Real estate cycles are no different. Knowing when to build is both an art and a science, particularly during the frequent and intense cycles of the past 15 to 20 years.
The Las Vegas real estate market has been extremely volatile during and since the Great Recession. For many years, commercial developers were cautious about building new product — retail, office or industrial space — on speculation due to worries about high vacancy rates, a lack of financing and a general lack of confidence in the market. While other parts of the country experienced new speculative construction since 2010, the Las Vegas Valley had been slower to make the turn.
In 2013, developers started considering new speculative projects after reviewing reports of decreasing vacancy rates, increasing rental rates, reasonable land costs and increased tenant activity. ProLogis, in particular, came out of the gate with a large speculative project in North Las Vegas that essentially was leased before the slab was poured. The company was rewarded for being bullish on the market.
Industrial development in the valley usually is focused on three submarkets: North Las Vegas, the Southwest (generally west of Interstate 15 along the 215 Beltway) and Henderson.
Each submarket has its appeal, and each varies materially on rental rates. North Las Vegas offers the lowest rental rates in the valley, and the Southwest is the most expensive.
As we saw in 2015, the factors that help new development get started also can change quickly. Although rents still are increasing, vacancy rates are decreasing. Land pricing is escalating, and the time it takes to secure necessary permits is growing longer as workloads for municipalities have grown faster than their ability to add staffers.
So is the market in danger of overbuilding industrial product? The way I view a project’s viability is based on two main questions: First, if you build the project, how many existing and planned options would a tenant have that would compete against your project? Second, what is the historical amount of product the market has absorbed on average over about 15 years, and how does that compare with what is being absorbed now?

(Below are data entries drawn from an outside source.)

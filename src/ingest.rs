//! Ingestion pipeline.
//!
//! Fetches the configured workbook, reads its first worksheet, normalizes
//! every data row into a [`ProjectRecord`] and replaces the stored
//! collection with the result.
//!
//! The first two rows of the sheet are headers and never read as data.
//! Header tokens repeated further down are filtered by
//! [`normalize`](crate::normalize::normalize).
//!
//! An unreachable or unreadable source aborts the cycle without touching
//! the store, and so does a source with no data rows.

use std::collections::HashMap;
use std::time::Duration;

use anyhow::{bail, Result};
use tracing::{error, info, warn};

use crate::config::{Config, SpreadsheetConfig};
use crate::models::ProjectRecord;
use crate::normalize::normalize;
use crate::store::{replace_all, SqliteStore, Store};
use crate::xlsx::{self, SheetError, SheetRow};

/// Rows at the top of the sheet that hold column headers.
const HEADER_ROWS: u32 = 2;

/// The spreadsheet source could not be used.
#[derive(Debug)]
pub enum IngestError {
    /// Fetching the workbook failed (network, HTTP status, file system).
    Transfer { url: String, message: String },
    /// The fetched bytes are not a readable workbook.
    Workbook { url: String, source: SheetError },
}

impl std::fmt::Display for IngestError {
    fn fmt(&self, f: &mut std::fmt::Formatter<'_>) -> std::fmt::Result {
        match self {
            IngestError::Transfer { url, message } => {
                write!(f, "spreadsheet source unavailable ({}): {}", url, message)
            }
            IngestError::Workbook { url, source } => {
                write!(f, "spreadsheet source unreadable ({}): {}", url, source)
            }
        }
    }
}

impl std::error::Error for IngestError {
    fn source(&self) -> Option<&(dyn std::error::Error + 'static)> {
        match self {
            IngestError::Workbook { source, .. } => Some(source),
            IngestError::Transfer { .. } => None,
        }
    }
}

/// Counts reported after a completed cycle.
#[derive(Debug, Clone, Copy, Default, PartialEq, Eq)]
pub struct SyncSummary {
    pub records: usize,
    pub persons: usize,
    pub links: usize,
}

impl SyncSummary {
    fn of(records: &[ProjectRecord]) -> Self {
        Self {
            records: records.len(),
            persons: records.iter().map(|r| r.responsible_persons.len()).sum(),
            links: records.iter().map(|r| r.document_links.len()).sum(),
        }
    }
}

/// Downloads the workbook bytes. `file://` URLs are read from disk.
pub async fn fetch_source(sheet: &SpreadsheetConfig) -> Result<Vec<u8>, IngestError> {
    let transfer = |message: String| IngestError::Transfer {
        url: sheet.url.clone(),
        message,
    };

    if let Some(path) = sheet.url.strip_prefix("file://") {
        return tokio::fs::read(path)
            .await
            .map_err(|e| transfer(e.to_string()));
    }

    let client = reqwest::Client::builder()
        .timeout(Duration::from_secs(sheet.timeout_secs))
        .build()
        .map_err(|e| transfer(e.to_string()))?;

    let response = client
        .get(&sheet.url)
        .send()
        .await
        .and_then(|r| r.error_for_status())
        .map_err(|e| transfer(e.to_string()))?;

    let bytes = response
        .bytes()
        .await
        .map_err(|e| transfer(e.to_string()))?;
    Ok(bytes.to_vec())
}

/// Normalizes worksheet rows, skipping the header rows.
///
/// Row positions between the first and last row that have no `<row>`
/// element are treated as absent rows and skipped.
pub fn rows_to_records(rows: &[SheetRow]) -> Vec<ProjectRecord> {
    let (Some(first), Some(last)) = (rows.first(), rows.last()) else {
        return Vec::new();
    };
    let by_index: HashMap<u32, &SheetRow> = rows.iter().map(|r| (r.index, r)).collect();

    (first.index.saturating_add(HEADER_ROWS)..=last.index)
        .filter_map(|index| normalize(by_index.get(&index).copied()))
        .collect()
}

/// Fetches and parses the configured workbook into records.
pub async fn ingest(sheet: &SpreadsheetConfig) -> Result<Vec<ProjectRecord>, IngestError> {
    let bytes = fetch_source(sheet).await?;
    let rows = xlsx::read_first_sheet(&bytes).map_err(|source| IngestError::Workbook {
        url: sheet.url.clone(),
        source,
    })?;
    let records = rows_to_records(&rows);
    info!(
        url = %sheet.url,
        rows = rows.len(),
        records = records.len(),
        "ingested spreadsheet"
    );
    Ok(records)
}

/// Runs one ingestion cycle against `store`.
///
/// Returns `None` when the source produced no records; the store is left
/// as it was in that case.
pub async fn refresh(
    store: &dyn Store,
    sheet: &SpreadsheetConfig,
) -> Result<Option<SyncSummary>> {
    let records = ingest(sheet).await?;
    if records.is_empty() {
        warn!(url = %sheet.url, "spreadsheet produced no records, keeping stored data");
        return Ok(None);
    }
    replace_all(store, &records).await?;
    Ok(Some(SyncSummary::of(&records)))
}

/// Startup ingestion for the server. Failures are logged, never raised.
pub async fn refresh_on_startup(store: &dyn Store, sheet: &SpreadsheetConfig) {
    match refresh(store, sheet).await {
        Ok(Some(summary)) => info!(
            records = summary.records,
            persons = summary.persons,
            links = summary.links,
            "startup ingestion complete"
        ),
        Ok(None) => {}
        Err(e) => error!(error = %e, "startup ingestion failed"),
    }
}

/// `pcards sync`: one ingestion cycle from the command line.
pub async fn run_sync(config: &Config, dry_run: bool) -> Result<()> {
    let Some(sheet) = &config.spreadsheet else {
        bail!("No spreadsheet source configured. Add a [spreadsheet] section with a url.");
    };

    if dry_run {
        let records = ingest(sheet).await?;
        let summary = SyncSummary::of(&records);
        println!("sync spreadsheet (dry-run)");
        println!("  records found: {}", summary.records);
        println!("  responsible persons: {}", summary.persons);
        println!("  document links: {}", summary.links);
        return Ok(());
    }

    let store = SqliteStore::connect(config).await?;
    let outcome = refresh(&store, sheet).await;
    store.close().await;

    println!("sync spreadsheet");
    match outcome? {
        Some(summary) => {
            println!("  records stored: {}", summary.records);
            println!("  responsible persons: {}", summary.persons);
            println!("  document links: {}", summary.links);
        }
        None => println!("  no records found, stored data kept"),
    }
    println!("ok");
    Ok(())
}

#[cfg(test)]
mod tests {
    use super::*;
    use crate::store::InMemoryStore;
    use crate::xlsx::tests::{workbook, STYLES};

    fn header_rows() -> Vec<Vec<(&'static str, &'static str)>> {
        vec![
            vec![("t=\"inlineStr\"", "<is><t>Project cards</t></is>")],
            vec![
                ("t=\"inlineStr\"", "<is><t>id</t></is>"),
                ("t=\"inlineStr\"", "<is><t>title</t></is>"),
            ],
        ]
    }

    fn write_book(dir: &tempfile::TempDir, rows: &[Vec<(&str, &str)>]) -> SpreadsheetConfig {
        let path = dir.path().join("book.xlsx");
        std::fs::write(&path, workbook(rows, &["ЖК Знак"], STYLES)).unwrap();
        SpreadsheetConfig {
            url: format!("file://{}", path.display()),
            timeout_secs: 5,
        }
    }

    #[test]
    fn test_rows_to_records_skips_two_header_rows() {
        let bytes = workbook(
            &[
                vec![("", "<v>100</v>")],
                vec![("", "<v>200</v>")],
                vec![("", "<v>1</v>"), ("t=\"s\"", "<v>0</v>")],
            ],
            &["ЖК Знак"],
            STYLES,
        );
        let rows = xlsx::read_first_sheet(&bytes).unwrap();
        let records = rows_to_records(&rows);
        assert_eq!(records.len(), 1);
        assert_eq!(records[0].id, "1");
        assert_eq!(records[0].title, "ЖК Знак");
    }

    #[test]
    fn test_rows_to_records_empty_sheet() {
        assert!(rows_to_records(&[]).is_empty());
    }

    #[tokio::test]
    async fn test_ingest_end_to_end() {
        let dir = tempfile::TempDir::new().unwrap();
        let mut rows = header_rows();
        rows.push(vec![
            ("", "<v>7</v>"),
            ("t=\"s\"", "<v>0</v>"),
            ("t=\"inlineStr\"", "<is><t>Lenina 1</t></is>"),
            ("s=\"1\"", "<v>45306</v>"),
            ("t=\"inlineStr\"", "<is><t>2025-06-30</t></is>"),
            ("t=\"inlineStr\"", "<is><t>Construction</t></is>"),
            (
                "t=\"inlineStr\"",
                "<is><t>Ivanov | Engineer | 555 | a@b.com</t></is>",
            ),
            ("t=\"inlineStr\"", "<is><t>PVOR | https://docs.example/p</t></is>"),
            (
                "t=\"inlineStr\"",
                "<is><t>{\"Area\":{\"S1\":\"10\",\"total\":\"10\"}}</t></is>",
            ),
        ]);
        rows.push(vec![("t=\"inlineStr\"", "<is><t>title</t></is>")]);
        let sheet = write_book(&dir, &rows);

        let records = ingest(&sheet).await.unwrap();
        assert_eq!(records.len(), 1);
        let r = &records[0];
        assert_eq!(r.id, "7");
        assert_eq!(r.title, "ЖК Знак");
        assert_eq!(r.start_date, chrono::NaiveDate::from_ymd_opt(2024, 1, 15));
        assert_eq!(r.end_date, chrono::NaiveDate::from_ymd_opt(2025, 6, 30));
        assert_eq!(r.responsible_persons[0].email, "a@b.com");
        assert_eq!(r.document_links[0].document_type, "PVOR");
        assert_eq!(r.indicators["Area"]["S1"], "10");
    }

    #[tokio::test]
    async fn test_refresh_replaces_store() {
        let dir = tempfile::TempDir::new().unwrap();
        let mut rows = header_rows();
        rows.push(vec![("", "<v>1</v>"), ("t=\"s\"", "<v>0</v>")]);
        rows.push(vec![("", "<v>2</v>"), ("t=\"s\"", "<v>0</v>")]);
        let sheet = write_book(&dir, &rows);

        let store = InMemoryStore::new();
        store
            .save(&ProjectRecord {
                id: "stale".to_string(),
                ..Default::default()
            })
            .await
            .unwrap();

        let summary = refresh(&store, &sheet).await.unwrap().unwrap();
        assert_eq!(summary.records, 2);
        let ids: Vec<String> = store
            .find_all()
            .await
            .unwrap()
            .into_iter()
            .map(|r| r.id)
            .collect();
        assert_eq!(ids, vec!["1", "2"]);
    }

    #[tokio::test]
    async fn test_refresh_with_no_records_keeps_store() {
        let dir = tempfile::TempDir::new().unwrap();
        let sheet = write_book(&dir, &header_rows());

        let store = InMemoryStore::new();
        store
            .save(&ProjectRecord {
                id: "kept".to_string(),
                ..Default::default()
            })
            .await
            .unwrap();

        assert!(refresh(&store, &sheet).await.unwrap().is_none());
        assert!(store.exists_by_id("kept").await.unwrap());
    }

    #[tokio::test]
    async fn test_missing_source_is_unavailable() {
        let sheet = SpreadsheetConfig {
            url: "file:///nonexistent/pcards/book.xlsx".to_string(),
            timeout_secs: 5,
        };
        let err = ingest(&sheet).await.unwrap_err();
        assert!(matches!(err, IngestError::Transfer { .. }));

        let store = InMemoryStore::new();
        store
            .save(&ProjectRecord {
                id: "kept".to_string(),
                ..Default::default()
            })
            .await
            .unwrap();
        refresh_on_startup(&store, &sheet).await;
        assert!(store.exists_by_id("kept").await.unwrap());
    }

    #[tokio::test]
    async fn test_garbage_source_is_unreadable() {
        let dir = tempfile::TempDir::new().unwrap();
        let path = dir.path().join("book.xlsx");
        std::fs::write(&path, b"not a workbook").unwrap();
        let sheet = SpreadsheetConfig {
            url: format!("file://{}", path.display()),
            timeout_secs: 5,
        };
        let err = ingest(&sheet).await.unwrap_err();
        assert!(matches!(err, IngestError::Workbook { .. }));
    }
}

It would be logical to think that if the amount of space being built, coupled with the amount of existing vacant space, greatly exceeds the average amount of annual absorption, we likely are overbuilding. At this point, we appear to be in good equilibrium.
However, escalating land prices may push developers to raise rental rates, which tenants may or may not accept. If tenants push back, developers then can decide whether to lower their returns or simply not build until rental rates rise.
Doug Roberts is a partner at Panattoni Development Co.